-------- Dataset records --------

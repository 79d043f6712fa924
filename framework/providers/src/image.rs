use std::path::Path;

use async_trait::async_trait;

use crate::error::ProviderResult;

/// A local container build and push tool.
#[async_trait]
pub trait ImageTool: Send + Sync {
    async fn login(&self, registry_host: &str, password: &str) -> ProviderResult<()>;
    async fn build(
        &self,
        context_dir: &Path,
        tag: &str,
        build_args: &[(String, String)],
    ) -> ProviderResult<()>;
    /// Run the image once, removing the container afterwards, and return its stdout.
    async fn run_once(&self, image: &str, command: &[String]) -> ProviderResult<String>;
    async fn tag(&self, source: &str, target: &str) -> ProviderResult<()>;
    async fn push(&self, image: &str) -> ProviderResult<()>;
}
//! Marker errors for the failure classes of a run.
//!
//! Each marker is attached to an [anyhow::Error] at the point where the failure class becomes
//! known, and the runner decides how to exit by checking `error.is::<T>()`.

/// A required tool or configuration value is missing. Raised before any cloud resource exists.
#[derive(derive_more::Error, derive_more::Display, Debug)]
#[display("precondition failed: {msg}")]
pub struct PreconditionError {
    msg: String,
}

impl PreconditionError {
    pub fn new(msg: impl Into<String>) -> Self {
        Self { msg: msg.into() }
    }
}

/// A create call failed or a resource never converged within its attempt ceiling.
#[derive(derive_more::Error, derive_more::Display, Debug)]
#[display("provisioning failed during {step}: {msg}")]
pub struct ProvisioningError {
    step: String,
    msg: String,
}

impl ProvisioningError {
    pub fn new(step: impl Into<String>, msg: impl Into<String>) -> Self {
        Self {
            step: step.into(),
            msg: msg.into(),
        }
    }

    pub fn step(&self) -> &str {
        &self.step
    }
}

/// The benchmark itself failed after the environment was up. Diagnostics are dumped for these.
#[derive(derive_more::Error, derive_more::Display, Debug)]
#[display("load test failed: {msg}")]
pub struct RuntimeError {
    msg: String,
}

impl RuntimeError {
    pub fn new(msg: impl Into<String>) -> Self {
        Self { msg: msg.into() }
    }
}

/// The run was stopped by an external signal.
#[derive(derive_more::Error, derive_more::Display, Debug)]
#[display("{msg}")]
pub struct InterruptedError {
    msg: String,
}

impl Default for InterruptedError {
    fn default() -> Self {
        Self {
            msg: "Run interrupted by shutdown signal".to_string(),
        }
    }
}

--------

• [Task to complete]
Print each record from the listing above exactly as it was given.

• [The completed task]
repository 79d043f6712fa924
filename framework/providers/src/image.rs
use std::path::Path;

use async_trait::async_trait;

use crate::error::ProviderResult;

/// A local container build and push tool.
#[async_trait]
pub trait ImageTool: Send + Sync {
    async fn login(&self, registry_host: &str, password: &str) -> ProviderResult<()>;
    async fn build(
        &self,
        context_dir: &Path,
        tag: &str,
        build_args: &[(String, String)],
    ) -> ProviderResult<()>;
    /// Run the image once, removing the container afterwards, and return its stdout.
    async fn run_once(&self, image: &str, command: &[String]) -> ProviderResult<String>;
    async fn tag(&self, source: &str, target: &str) -> ProviderResult<()>;
    async fn push(&self, image: &str) -> ProviderResult<()>;
}
//! Marker errors for the failure classes of a run.
//!
//! Each marker is attached to an [anyhow::Error] at the point where the failure class becomes
//! known, and the runner decides how to exit by checking `error.is::<T>()`.

/// A required tool or configuration value is missing. Raised before any cloud resource exists.
#[derive(derive_more::Error, derive_more::Display, Debug)]
#[display("precondition failed: {msg}")]
pub struct PreconditionError {
    msg: String,
}

impl PreconditionError {
    pub fn new(msg: impl Into<String>) -> Self {
        Self { msg: msg.into() }
    }
}

/// A create call failed or a resource never converged within its attempt ceiling.
#[derive(derive_more::Error, derive_more::Display, Debug)]
#[display("provisioning failed during {step}: {msg}")]
pub struct ProvisioningError {
    step: String,
    msg: String,
}

impl ProvisioningError {
    pub fn new(step: impl Into<String>, msg: impl Into<String>) -> Self {
        Self {
            step: step.into(),
            msg: msg.into(),
        }
    }

    pub fn step(&self) -> &str {
        &self.step
    }
}

/// The benchmark itself failed after the environment was up. Diagnostics are dumped for these.
#[derive(derive_more::Error, derive_more::Display, Debug)]
#[display("load test failed: {msg}")]
pub struct RuntimeError {
    msg: String,
}

impl RuntimeError {
    pub fn new(msg: impl Into<String>) -> Self {
        Self { msg: msg.into() }
    }
}

/// The run was stopped by an external signal.
#[derive(derive_more::Error, derive_more::Display, Debug)]
#[display("{msg}")]
pub struct InterruptedError {
    msg: String,
}

impl Default for InterruptedError {
    fn default() -> Self {
        Self {
            msg: "Run interrupted by shutdown signal".to_string(),
        }
    }
}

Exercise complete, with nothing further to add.